Jake had worked on that signature for two weeks straight, making sure every curve of every S and every peak of every crest of every M were as perfect as the original – as perfect as ever. Those signatures were every bit as authentic as if it were from her own hand. Impossible for it to look anything outside of that. He made a quick clearing of his thoughts and brought himself back to his chair and his pen and the documents he was signing. Where was he? Oh yes, page three.
He looked at the bottom line of document No.3 and it was a mess. The first quarter started off nicely, but then it turned into an apparent fight between the vertical lines and the horizontal lines of a tic-tac-toe board. The lines had straightened out and had drug the signature from on the line to below the line entirely. It didn’t even look like he had signed it. Jake looked up from the papers and saw the lawyer’s eyes fixed in the same place on the page where his eyes just were. “Curious,” he said, and leaned back in his chair behind the desk, his fingers meeting their counterparts in a steeple.
Jake quickly turned to the fourth and final page and matched the pen’s smooth brass fountain head to the bottom line.
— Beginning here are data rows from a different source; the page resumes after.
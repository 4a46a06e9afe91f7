//! Request and response bodies of the `generateContent` endpoint.
//!
//! Every response field the service may leave out is an `Option` or a
//! defaulted `Vec`, so a sparse or unexpected payload still deserializes and
//! the accessors below decide what a missing piece means.
use base64::engine::general_purpose::STANDARD;
use base64::Engine;
use log::{debug, trace};
use serde::{Deserialize, Serialize};
use serde_json::{json, Value};

use crate::Citation;

/// Title given to a citation the service left untitled
pub const UNTITLED_SOURCE: &str = "Source";

const DEFAULT_IMAGE_MIME: &str = "image/png";

#[derive(Debug, Clone, Default, PartialEq, Serialize)]
#[serde(rename_all = "camelCase")]
pub struct GenerateContentRequest {
    pub contents: Vec<Content>,
    #[serde(skip_serializing_if = "Option::is_none")]
    pub generation_config: Option<GenerationConfig>,
    #[serde(skip_serializing_if = "Vec::is_empty")]
    pub tools: Vec<Tool>,
}

impl GenerateContentRequest {
    /// A single user turn holding `prompt`
    pub fn prompt(prompt: impl Into<String>) -> Self {
        GenerateContentRequest {
            contents: vec![Content::user(prompt)],
            ..Default::default()
        }
    }

    /// Constrains the answer to a JSON array of strings
    pub fn with_string_array_output(mut self) -> Self {
        let config = self.generation_config.get_or_insert_with(Default::default);
        config.response_mime_type = Some("application/json".to_string());
        config.response_schema = Some(json!({
            "type": "ARRAY",
            "items": { "type": "STRING" }
        }));
        self
    }

    pub fn with_aspect_ratio(mut self, aspect_ratio: impl Into<String>) -> Self {
        let config = self.generation_config.get_or_insert_with(Default::default);
        config.image_config = Some(ImageConfig {
            aspect_ratio: aspect_ratio.into(),
        });
        self
    }

    /// Lets the service ground its answer on a live web search
    pub fn with_google_search(mut self) -> Self {
        self.tools.push(Tool {
            google_search: Some(GoogleSearch {}),
        });
        self
    }
}

#[derive(Debug, Clone, Default, PartialEq, Serialize, Deserialize)]
pub struct Content {
    #[serde(default, skip_serializing_if = "Option::is_none")]
    pub role: Option<String>,
    #[serde(default)]
    pub parts: Vec<Part>,
}

impl Content {
    pub fn user(text: impl Into<String>) -> Self {
        Content {
            role: Some("user".to_string()),
            parts: vec![Part::text(text)],
        }
    }
}

#[derive(Debug, Clone, Default, PartialEq, Serialize, Deserialize)]
#[serde(rename_all = "camelCase")]
pub struct Part {
    #[serde(default, skip_serializing_if = "Option::is_none")]
    pub text: Option<String>,
    /// Marks model reasoning that is not part of the answer
    #[serde(default, skip_serializing_if = "Option::is_none")]
    pub thought: Option<bool>,
    #[serde(default, skip_serializing_if = "Option::is_none")]
    pub inline_data: Option<InlineData>,
}

impl Part {
    pub fn text(text: impl Into<String>) -> Self {
        Part {
            text: Some(text.into()),
            ..Default::default()
        }
    }

    fn is_thought(&self) -> bool {
        self.thought.unwrap_or(false)
    }
}

#[derive(Debug, Clone, Default, PartialEq, Serialize, Deserialize)]
#[serde(rename_all = "camelCase")]
pub struct InlineData {
    #[serde(default)]
    pub mime_type: Option<String>,
    /// Base64 encoded payload
    #[serde(default)]
    pub data: Option<String>,
}

#[derive(Debug, Clone, Default, PartialEq, Serialize)]
#[serde(rename_all = "camelCase")]
pub struct GenerationConfig {
    #[serde(skip_serializing_if = "Option::is_none")]
    pub response_mime_type: Option<String>,
    #[serde(skip_serializing_if = "Option::is_none")]
    pub response_schema: Option<Value>,
    #[serde(skip_serializing_if = "Option::is_none")]
    pub image_config: Option<ImageConfig>,
}

#[derive(Debug, Clone, PartialEq, Serialize)]
#[serde(rename_all = "camelCase")]
pub struct ImageConfig {
    pub aspect_ratio: String,
}

#[derive(Debug, Clone, PartialEq, Serialize)]
#[serde(rename_all = "camelCase")]
pub struct Tool {
    #[serde(skip_serializing_if = "Option::is_none")]
    pub google_search: Option<GoogleSearch>,
}

#[derive(Debug, Clone, PartialEq, Serialize)]
pub struct GoogleSearch {}

#[derive(Debug, Clone, Default, PartialEq, Deserialize)]
#[serde(rename_all = "camelCase")]
pub struct GenerateContentResponse {
    #[serde(default)]
    pub candidates: Vec<Candidate>,
}

#[derive(Debug, Clone, Default, PartialEq, Deserialize)]
#[serde(rename_all = "camelCase")]
pub struct Candidate {
    #[serde(default)]
    pub content: Option<Content>,
    #[serde(default)]
    pub grounding_metadata: Option<GroundingMetadata>,
}

#[derive(Debug, Clone, Default, PartialEq, Deserialize)]
#[serde(rename_all = "camelCase")]
pub struct GroundingMetadata {
    #[serde(default)]
    pub grounding_chunks: Vec<GroundingChunk>,
}

#[derive(Debug, Clone, Default, PartialEq, Deserialize)]
pub struct GroundingChunk {
    #[serde(default)]
    pub web: Option<WebSource>,
}

#[derive(Debug, Clone, Default, PartialEq, Deserialize)]
pub struct WebSource {
    #[serde(default)]
    pub uri: Option<String>,
    #[serde(default)]
    pub title: Option<String>,
}

/// Error envelope returned with non-success statuses
#[derive(Debug, Deserialize)]
pub(crate) struct ErrorEnvelope {
    pub error: ErrorBody,
}

#[derive(Debug, Deserialize)]
pub(crate) struct ErrorBody {
    #[serde(default)]
    pub message: String,
}

impl GenerateContentResponse {
    /// Builds a response whose first candidate answers with `text`
    pub fn from_text(text: impl Into<String>) -> Self {
        GenerateContentResponse {
            candidates: vec![Candidate {
                content: Some(Content {
                    role: Some("model".to_string()),
                    parts: vec![Part::text(text)],
                }),
                grounding_metadata: None,
            }],
        }
    }

    fn first_candidate(&self) -> Option<&Candidate> {
        self.candidates.first()
    }

    fn first_parts(&self) -> &[Part] {
        self.first_candidate()
            .and_then(|c| c.content.as_ref())
            .map(|c| c.parts.as_slice())
            .unwrap_or_default()
    }

    /// Answer text of the first candidate.
    ///
    /// Text parts are concatenated and thought parts skipped. `None` when the
    /// candidate carries no text at all.
    pub fn text(&self) -> Option<String> {
        let mut texts = self
            .first_parts()
            .iter()
            .filter(|p| !p.is_thought())
            .filter_map(|p| p.text.as_deref())
            .peekable();

        texts.peek()?;
        Some(texts.collect())
    }

    /// First inline image of the first candidate as a `data:` URL.
    ///
    /// Parts without data, or whose data is not valid base64, are skipped.
    pub fn first_inline_image(&self) -> Option<String> {
        for part in self.first_parts() {
            let Some(inline) = &part.inline_data else {
                continue;
            };
            let Some(data) = inline.data.as_deref().filter(|d| !d.is_empty()) else {
                trace!("Skipping inline part without payload");
                continue;
            };
            if let Err(e) = STANDARD.decode(data) {
                debug!("Skipping inline part with undecodable payload: {}", e);
                continue;
            }

            let mime = inline
                .mime_type
                .as_deref()
                .filter(|m| !m.is_empty())
                .unwrap_or(DEFAULT_IMAGE_MIME);
            return Some(format!("data:{};base64,{}", mime, data));
        }
        None
    }

    /// Web sources the first candidate was grounded on.
    ///
    /// Chunks without a URI are dropped; missing or empty titles become
    /// [`UNTITLED_SOURCE`].
    pub fn citations(&self) -> Vec<Citation> {
        let Some(metadata) = self
            .first_candidate()
            .and_then(|c| c.grounding_metadata.as_ref())
        else {
            return Vec::new();
        };

        metadata
            .grounding_chunks
            .iter()
            .filter_map(|chunk| {
                let web = chunk.web.as_ref()?;
                let uri = web.uri.as_deref().filter(|u| !u.is_empty())?;
                let title = web
                    .title
                    .as_deref()
                    .filter(|t| !t.is_empty())
                    .unwrap_or(UNTITLED_SOURCE);
                Some(Citation {
                    title: title.to_string(),
                    uri: uri.to_string(),
                })
            })
            .collect()
    }
}
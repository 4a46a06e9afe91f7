//! Interactive terminal front end for the novanode workspace.
mod app;
mod args;

pub use app::*;
pub use args::*;
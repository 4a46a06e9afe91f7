//! CLI module for the novanode application
//!
//! This module handles the interactive prompt: it parses each typed line into
//! a command and drives the workspace with it.
use std::{
    fs::{read_to_string, OpenOptions},
    future::Future,
    io::{stdout, Write},
    path::Path,
    process::Command,
};

use clap::Parser;
use console::style;
use log::{debug, info};
use shell_words::split;
use tempfile::Builder;
use tokio::io::{AsyncBufReadExt, BufReader};

use crate::{
    edit_tags, format_datetime, format_time, parse_tags, term_width, wrap_text, ChatMessage,
    Commands, Config, Note, NotePatch, NovaError, PromptLine, QuickAction, Result, Role,
    Workspace,
};

/// Whether the prompt should keep reading input
#[derive(Debug, Clone, Copy, PartialEq, Eq)]
pub enum Flow {
    Continue,
    Quit,
}

/// CLI Application handler - processes prompt commands against the workspace
pub struct App {
    /// The workspace being edited
    workspace: Workspace,

    /// Application configuration
    config: Config,

    /// Whether to display verbose output
    verbose: bool,
}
He made a stalling sound as he signed, so as not to allow any more of the lawyer’s words into his head.
“Aaaaaaahhhhhhhh (signing), so, this all that is needed, then?” 
“I believe so, Mr. Sterling. I hope I wasn’t disturbing you with what I was saying; my mind tends to ramble on and, before I know it, I’ve spoken a chapter’s worth and haven’t even paid conscious effort to any of it.” The man took the papers that Jake handed him and set them neatly in the center of his desk.
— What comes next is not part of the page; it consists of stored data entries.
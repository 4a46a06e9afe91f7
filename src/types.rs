//! Shared value types for the novanode application.
//!
//! Chat transcript records, citations, the session operation kinds and the
//! interactive command set all live here.
use std::fmt;

use chrono::{DateTime, Utc};
use clap::Subcommand;
use serde::{Deserialize, Serialize};
use uuid::Uuid;

use crate::NovaError;

/// A specialized Result type for novanode operations.
pub type Result<T> = std::result::Result<T, NovaError>;

/// Author of a chat message
#[derive(Debug, Clone, Copy, PartialEq, Eq, Serialize, Deserialize)]
#[serde(rename_all = "lowercase")]
pub enum Role {
    User,
    Assistant,
}

impl fmt::Display for Role {
    fn fmt(&self, f: &mut fmt::Formatter<'_>) -> fmt::Result {
        match self {
            Role::User => write!(f, "user"),
            Role::Assistant => write!(f, "assistant"),
        }
    }
}

/// One turn in a conversation session
#[derive(Debug, Clone, PartialEq, Serialize, Deserialize)]
pub struct ChatMessage {
    pub id: String,
    pub role: Role,
    pub text: String,
    pub timestamp: DateTime<Utc>,
}

impl ChatMessage {
    pub fn new(role: Role, text: impl Into<String>) -> Self {
        ChatMessage {
            id: Uuid::new_v4().to_string(),
            role,
            text: text.into(),
            timestamp: Utc::now(),
        }
    }
}

/// A web source cited by a grounded answer
#[derive(Debug, Clone, PartialEq, Eq, Serialize, Deserialize)]
pub struct Citation {
    pub title: String,
    pub uri: String,
}

/// Answer text plus the sources the service grounded it on
#[derive(Debug, Clone, PartialEq, Eq)]
pub struct GroundedAnswer {
    pub text: String,
    pub citations: Vec<Citation>,
}

/// One of the one-click actions offered by the assistant panel
#[derive(Debug, Clone, Copy, PartialEq, Eq)]
pub enum QuickAction {
    Summarize,
    ActionItems,
    DeepSearch,
}

/// The kinds of work a conversation session can be busy with
#[derive(Debug, Clone, Copy, PartialEq, Eq)]
pub enum Operation {
    Ask,
    Summarize,
    ActionItems,
    DeepSearch,
}

impl From<QuickAction> for Operation {
    fn from(action: QuickAction) -> Self {
        match action {
            QuickAction::Summarize => Operation::Summarize,
            QuickAction::ActionItems => Operation::ActionItems,
            QuickAction::DeepSearch => Operation::DeepSearch,
        }
    }
}

impl fmt::Display for Operation {
    fn fmt(&self, f: &mut fmt::Formatter<'_>) -> fmt::Result {
        let name = match self {
            Operation::Ask => "question",
            Operation::Summarize => "summary",
            Operation::ActionItems => "action item extraction",
            Operation::DeepSearch => "web search",
        };
        f.write_str(name)
    }
}

/// Busy state of a conversation session
#[derive(Debug, Clone, Copy, PartialEq, Eq, Default)]
pub enum SessionStatus {
    #[default]
    Idle,
    Busy(Operation),
}

impl SessionStatus {
    pub fn is_busy(&self) -> bool {
        matches!(self, SessionStatus::Busy(_))
    }
}

/// Commands accepted by the interactive prompt
#[derive(Subcommand, Debug)]
pub enum Commands {
    /// Create a new note and open it
    New,

    /// List notes
    List {
        /// Only show favorites
        #[clap(short, long)]
        favorites: bool,

        /// Only show notes in this folder (id or name)
        #[clap(long)]
        folder: Option<String>,
    },

    /// Open a note by ID or title
    Open {
        /// Note ID, or words from its title
        target: Vec<String>,
    },

    /// Close the open note
    Close,

    /// Show the open note in full
    Show,

    /// Set the title of the open note
    Title {
        text: Vec<String>,
    },

    /// Replace the content of the open note
    Write {
        text: Vec<String>,
    },

    /// Edit the content of the open note in an external editor
    Edit,

    /// Tag operations on the open note
    Tag {
        /// Tags to add (comma-separated)
        #[clap(short, long)]
        add: Option<String>,

        /// Tags to remove (comma-separated)
        #[clap(short, long)]
        remove: Option<String>,
    },

    /// Toggle the favorite flag of the open note
    Fav,

    /// Delete a note (defaults to the open note)
    Delete {
        id: Option<String>,
    },

    /// Search notes by title, content or tag
    Search {
        query: Vec<String>,
    },

    /// List folders
    Folders,

    /// Summarize the open note
    Summarize,

    /// Extract action items from the open note
    Todo,

    /// Search the web
    DeepSearch {
        query: Vec<String>,
    },

    /// Ask the assistant about the open note
    Ask {
        question: Vec<String>,
    },

    /// Generate a title for the open note
    GenTitle,

    /// Generate a cover image for the open note
    GenCover,

    /// Show the conversation and its citations
    Chat,

    /// Toggle the recording indicator
    Record,

    /// Abort in-flight assistant calls
    Cancel,

    /// Clear the conversation
    Reset,

    /// Leave the program
    #[clap(alias = "exit")]
    Quit,
}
“It’s quite all right. You’ll excuse me if I seem more reserved than usual. It’s just that I’m still in a bit of a shock by it all. Also, my signature on the third page looks a little shaky. I lost my train of thought there for a minute and that was the result in my train’s absence.”
Jake stood up and the lawyer came around his desk. “I’ll see you out, Mr. Sterling. It’s time for me to close up shop for the day.” The two walked outside and the lawyer bid Jake a good day without looking up from his watch. The click of the Jaguar door as he closed it was soft but solid. He drove off with his windows up. Jake walked back to the Expedition, unlocked the doors from the remote control in his pocket and smiled broadly as he slid onto the leather driver’s seat. Again, without fail, he was in control. One more stop.
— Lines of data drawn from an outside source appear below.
//! View routing and the access guard.
//!
//! The gateway-return shape of the current URL is computed once per
//! navigation into [`ReturnKind`] and consumed everywhere else; nothing
//! outside this module matches on the raw location string. The guard
//! itself, [`resolve_view`], is a pure function over the session state
//! and the requested page.

use crate::models::{User, UserRole};
use crate::shell::TOKEN_FIELD;

/// Return-path markers the payment gateway redirects back to. Bit-exact
/// protocol constants shared with the backend's return-URL builder.
pub const MATRICULA_RETURN_MARKER: &str = "webpay-retorno";
pub const STORE_RETURN_MARKER: &str = "tienda-webpay-retorno";
pub const ONLINE_RETURN_MARKER: &str = "pagos-online-retorno";

/// Which payment flow, if any, the current navigation is returning from.
#[derive(Debug, Clone, Copy, PartialEq, Eq)]
pub enum ReturnKind {
    None,
    Matricula,
    Store,
    OnlinePayment,
}

impl ReturnKind {
    /// Classify a location string. The store marker contains the
    /// matriculation marker as a substring, so it is checked first; the
    /// markers may appear as a path segment or a bare query flag.
    pub fn from_url(url: &str) -> Self {
        if url.contains(STORE_RETURN_MARKER) {
            ReturnKind::Store
        } else if url.contains(ONLINE_RETURN_MARKER) {
            ReturnKind::OnlinePayment
        } else if url.contains(MATRICULA_RETURN_MARKER) {
            ReturnKind::Matricula
        } else {
            ReturnKind::None
        }
    }
}

/// Read a query parameter from a location string. Valueless flags
/// (`?webpay-retorno`) are skipped.
pub fn query_param(url: &str, key: &str) -> Option<String> {
    let query = url.split_once('?')?.1;
    query.split('&').find_map(|pair| {
        let (k, v) = pair.split_once('=')?;
        if k == key {
            Some(v.to_string())
        } else {
            None
        }
    })
}

/// Gateway token carried on every return path.
pub fn token_ws(url: &str) -> Option<String> {
    query_param(url, TOKEN_FIELD)
}

/// Starting view selected by the initial load.
pub fn tab(url: &str) -> Option<String> {
    query_param(url, "tab")
}

/// Drop one query parameter, keeping everything else (including
/// valueless flags) in order. Used to strip `token_ws` after a
/// confirmation attempt so a refresh cannot resubmit it.
pub fn strip_query_param(url: &str, key: &str) -> String {
    let Some((path, query)) = url.split_once('?') else {
        return url.to_string();
    };
    let remaining: Vec<&str> = query
        .split('&')
        .filter(|pair| {
            let name = pair.split('=').next().unwrap_or(pair);
            !(name == key && pair.contains('='))
        })
        .filter(|pair| !pair.is_empty())
        .collect();
    if remaining.is_empty() {
        path.to_string()
    } else {
        format!("{}?{}", path, remaining.join("&"))
    }
}

/// Page identifiers as they appear in the `tab` query parameter.
#[derive(Debug, Clone, Copy, PartialEq, Eq)]
pub enum Page {
    Home,
    Perfil,
    Tienda,
    MisAtletas,
    MisPagos,
    MisPedidos,
    Horarios,
    Notificaciones,
    Matricula,
    Admin,
}

impl Page {
    pub fn from_str(value: &str) -> Option<Self> {
        match value {
            "home" => Some(Page::Home),
            "perfil" => Some(Page::Perfil),
            "tienda" => Some(Page::Tienda),
            "mis-atletas" => Some(Page::MisAtletas),
            "mis-pagos" => Some(Page::MisPagos),
            "mis-pedidos" => Some(Page::MisPedidos),
            "horarios" => Some(Page::Horarios),
            "notificaciones" => Some(Page::Notificaciones),
            "matricula" => Some(Page::Matricula),
            "admin" => Some(Page::Admin),
            _ => None,
        }
    }

    pub fn as_str(&self) -> &'static str {
        match self {
            Page::Home => "home",
            Page::Perfil => "perfil",
            Page::Tienda => "tienda",
            Page::MisAtletas => "mis-atletas",
            Page::MisPagos => "mis-pagos",
            Page::MisPedidos => "mis-pedidos",
            Page::Horarios => "horarios",
            Page::Notificaciones => "notificaciones",
            Page::Matricula => "matricula",
            Page::Admin => "admin",
        }
    }
}

impl std::fmt::Display for Page {
    fn fmt(&self, f: &mut std::fmt::Formatter<'_>) -> std::fmt::Result {
        f.write_str(self.as_str())
    }
}

/// What the shell should render.
#[derive(Debug, Clone, PartialEq, Eq)]
pub enum View {
    Landing,
    Profile,
    /// Member store with the cart; apoderados and admins.
    MemberStore,
    /// Read-only store for other authenticated roles.
    PublicStore,
    MyAthletes,
    MyPayments,
    MyOrders,
    Schedule,
    Notifications,
    MatriculaForm,
    AdminPanel,
    /// Isolated full-screen waiting view while an online payment
    /// confirmation runs; no navigation chrome.
    OnlinePaymentReturn,
    /// Fixed placeholder shown instead of a page the session may not
    /// reach.
    AccessRestricted { message: &'static str },
}

#[derive(Debug, Clone, PartialEq, Eq)]
pub struct ViewDescriptor {
    pub view: View,
    /// Whether navbar and footer render around the view.
    pub chrome: bool,
}

impl ViewDescriptor {
    fn with_chrome(view: View) -> Self {
        Self { view, chrome: true }
    }

    fn bare(view: View) -> Self {
        Self { view, chrome: false }
    }
}

const LOGIN_FOR_PROFILE: &str = "Por favor inicia sesión para ver tu perfil";
const LOGIN_FOR_STORE: &str = "Por favor inicia sesión para acceder a la tienda";
const LOGIN_FOR_ORDERS: &str = "Por favor inicia sesión para ver tus pedidos";
const LOGIN_FOR_NOTIFICATIONS: &str = "Por favor inicia sesión para ver tus notificaciones";
const LOGIN_FOR_MATRICULA: &str = "Por favor inicia sesión para matricular un atleta";
const APODERADOS_ONLY: &str = "Solo los apoderados pueden acceder a esta sección";
const ADMINS_ONLY: &str = "Solo los administradores pueden acceder a este panel";
const PUBLIC_ONLY: &str =
    "Esta opción está disponible para usuarios públicos. Si eres apoderado, matricula desde tus atletas.";

/// Map the session state and requested page to a permitted view.
///
/// Precedence: online-payment return (isolated screen) → blocked-account
/// override (dues page, chrome kept so the user can still log out) →
/// matriculation return (force the form so its confirmation can run) →
/// store return (force the store view) → the page table with its role
/// guards. Unknown page identifiers fall back to the landing view.
pub fn resolve_view(
    user: Option<&User>,
    is_blocked: bool,
    requested_page: &str,
    url: &str,
) -> ViewDescriptor {
    let return_kind = ReturnKind::from_url(url);

    if return_kind == ReturnKind::OnlinePayment {
        return ViewDescriptor::bare(View::OnlinePaymentReturn);
    }

    if is_blocked {
        return ViewDescriptor::with_chrome(View::MyPayments);
    }

    if return_kind == ReturnKind::Matricula {
        return ViewDescriptor::with_chrome(View::MatriculaForm);
    }

    let page = if return_kind == ReturnKind::Store {
        Some(Page::Tienda)
    } else {
        Page::from_str(requested_page)
    };

    let role = user.map(|u| u.role);
    let view = match page {
        Some(Page::Home) | None => View::Landing,
        Some(Page::Perfil) => match role {
            Some(_) => View::Profile,
            None => View::AccessRestricted {
                message: LOGIN_FOR_PROFILE,
            },
        },
        Some(Page::Tienda) => match role {
            Some(UserRole::Apoderado) | Some(UserRole::Admin) => View::MemberStore,
            Some(_) => View::PublicStore,
            None => View::AccessRestricted {
                message: LOGIN_FOR_STORE,
            },
        },
        Some(Page::MisAtletas) => apoderado_or_admin(role, View::MyAthletes),
        Some(Page::MisPagos) => apoderado_or_admin(role, View::MyPayments),
        Some(Page::Horarios) => apoderado_or_admin(role, View::Schedule),
        Some(Page::MisPedidos) => match role {
            Some(_) => View::MyOrders,
            None => View::AccessRestricted {
                message: LOGIN_FOR_ORDERS,
            },
        },
        Some(Page::Notificaciones) => match role {
            Some(_) => View::Notifications,
            None => View::AccessRestricted {
                message: LOGIN_FOR_NOTIFICATIONS,
            },
        },
        Some(Page::Matricula) => match role {
            // Existing apoderados matriculate through their athletes view.
            Some(UserRole::Public) => View::MatriculaForm,
            Some(_) => View::AccessRestricted {
                message: PUBLIC_ONLY,
            },
            None => View::AccessRestricted {
                message: LOGIN_FOR_MATRICULA,
            },
        },
        Some(Page::Admin) => match role {
            Some(UserRole::Admin) => View::AdminPanel,
            _ => View::AccessRestricted {
                message: ADMINS_ONLY,
            },
        },
    };
    ViewDescriptor::with_chrome(view)
}

fn apoderado_or_admin(role: Option<UserRole>, view: View) -> View {
    match role {
        Some(UserRole::Apoderado) | Some(UserRole::Admin) => view,
        _ => View::AccessRestricted {
            message: APODERADOS_ONLY,
        },
    }
}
Vincent was mid-way through his Eighth Grade Algebra class when the classroom door opened. All heads either rose from their books or turned from the blackboard. He saw his uncle, Jake, standing there and beckoning him to approach. “C’mon Vinny, we have an appointment.” Vincent packed his things, trying his best not to add to the disruption of the class, and walked out.
“I told your dad I’d pick you up today, buddy,” Jake said as though he were talking with his best friend. “How was school?”
“Well, I kinda didn’t finish. But, it’s going well.”
“Good good. Do you have homework at all?”
“A little,” he answered tacitly.
“Okay well, you can get that done at your dad’s office, can’t you?”
“Yeah,” said Vincent.
“Good, because we’re all going out to dinner tonight, and your dad wants to make sure you finish that before we go out, okay?” Jake took care of his nephew just as he was told. This was his brother’s kid; and he had plans for him to grow up with a great style, good teachings and a keen sense of self.
The walked off campus, Jake patted his nephew on the back in the familiar avuncular fashion Vincent was used to. They slid into the soft leather seats of the Expedition and Jake started the engine. He revved it twice.
“You got your seatbelt on?” He asked.
“Just making sure,” said Jake. They headed toward the office. Dinner was going to be great.